**Saved entries**
# # # # #

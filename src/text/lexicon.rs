//! The charged-word lexicon.

use crate::error::AppError;
use crate::text::morphology::Morphology;
use crate::text::tokenizer::split_by_words;
use std::collections::HashSet;
use std::path::Path;
use tokio::fs;
use tracing::{info, instrument, warn};

/// Normalized forms of negative and positive charged words.
///
/// Built once and only read afterwards; share it behind an `Arc`.
#[derive(Debug, Default, Clone)]
pub struct ChargedLexicon {
    words: HashSet<String>,
}

impl ChargedLexicon {
    /// Normalize both word lists and merge them. Overlapping entries collapse.
    pub fn build(morphology: &dyn Morphology, negative_text: &str, positive_text: &str) -> Self {
        let words = split_by_words(morphology, negative_text)
            .into_iter()
            .chain(split_by_words(morphology, positive_text))
            .collect();
        Self { words }
    }

    pub fn contains(&self, word: &str) -> bool {
        self.words.contains(word)
    }

    pub fn len(&self) -> usize {
        self.words.len()
    }

    pub fn is_empty(&self) -> bool {
        self.words.is_empty()
    }
}

async fn read_word_list(path: &Path) -> Result<String, AppError> {
    fs::read_to_string(path).await.map_err(|source| AppError::Lexicon {
        path: path.display().to_string(),
        source,
    })
}

/// Read both word list files and build the lexicon.
#[instrument(
    level = "info",
    skip_all,
    fields(negative = %negative_path.display(), positive = %positive_path.display())
)]
pub async fn load_lexicon(
    morphology: &dyn Morphology,
    negative_path: &Path,
    positive_path: &Path,
) -> Result<ChargedLexicon, AppError> {
    let negative_text = read_word_list(negative_path).await?;
    let positive_text = read_word_list(positive_path).await?;
    let lexicon = ChargedLexicon::build(morphology, &negative_text, &positive_text);
    if lexicon.is_empty() {
        warn!("Charged lexicon is empty; every article will score 0");
    } else {
        info!(words = lexicon.len(), "Loaded charged lexicon");
    }
    Ok(lexicon)
}
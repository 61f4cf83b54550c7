//! Output generation for the batch runner.
//!
//! # Submodules
//!
//! - [`text`]: one human-readable line per outcome on stdout
//! - [`json`]: a [`BatchReport`](crate::models::BatchReport) file for later inspection
//!
//! # Output Structure
//!
//! ```text
//! json_output_dir/
//! └── 2025-05-06/
//!     ├── 08-15-02.json
//!     └── 19-40-11.json
//! ```

pub mod json;
pub mod text;
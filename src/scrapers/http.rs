//! HTTP fetcher over a shared `reqwest` client.
//!
//! One [`HttpFetcher`] serves a whole batch; `reqwest::Client` pools
//! connections internally and is cheap to use from many tasks at once.

use crate::error::{AppError, FetchError};
use crate::scrapers::Fetcher;
use async_trait::async_trait;
use std::time::Duration;
use tracing::{debug, instrument};
use url::Url;

#[derive(Debug, Clone)]
pub struct HttpFetcher {
    client: reqwest::Client,
}

impl HttpFetcher {
    /// Build a fetcher whose requests give up after `timeout`.
    pub fn new(user_agent: &str, timeout: Duration) -> Result<Self, AppError> {
        let client = reqwest::Client::builder()
            .user_agent(user_agent)
            .timeout(timeout)
            .build()
            .map_err(AppError::HttpClient)?;
        Ok(Self { client })
    }
}

#[async_trait]
impl Fetcher for HttpFetcher {
    #[instrument(level = "debug", skip_all, fields(%url))]
    async fn fetch(&self, url: &str) -> Result<String, FetchError> {
        let parsed = Url::parse(url).map_err(|source| FetchError::InvalidUrl {
            url: url.to_string(),
            source,
        })?;

        let response = self.client.get(parsed).send().await?;
        let status = response.status();
        if !status.is_success() {
            return Err(FetchError::Status { status });
        }
        let body = response.text().await?;
        debug!(%status, bytes = body.len(), "Fetched page");
        Ok(body)
    }
}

# # # # #

**Problem to solve**
Which lines of the records above contain the word "timeout"? Report each one.

**Answer to this task**
    /// Build a fetcher whose requests give up after `timeout`.
    pub fn new(user_agent: &str, timeout: Duration) -> Result<Self, AppError> {
            .timeout(timeout)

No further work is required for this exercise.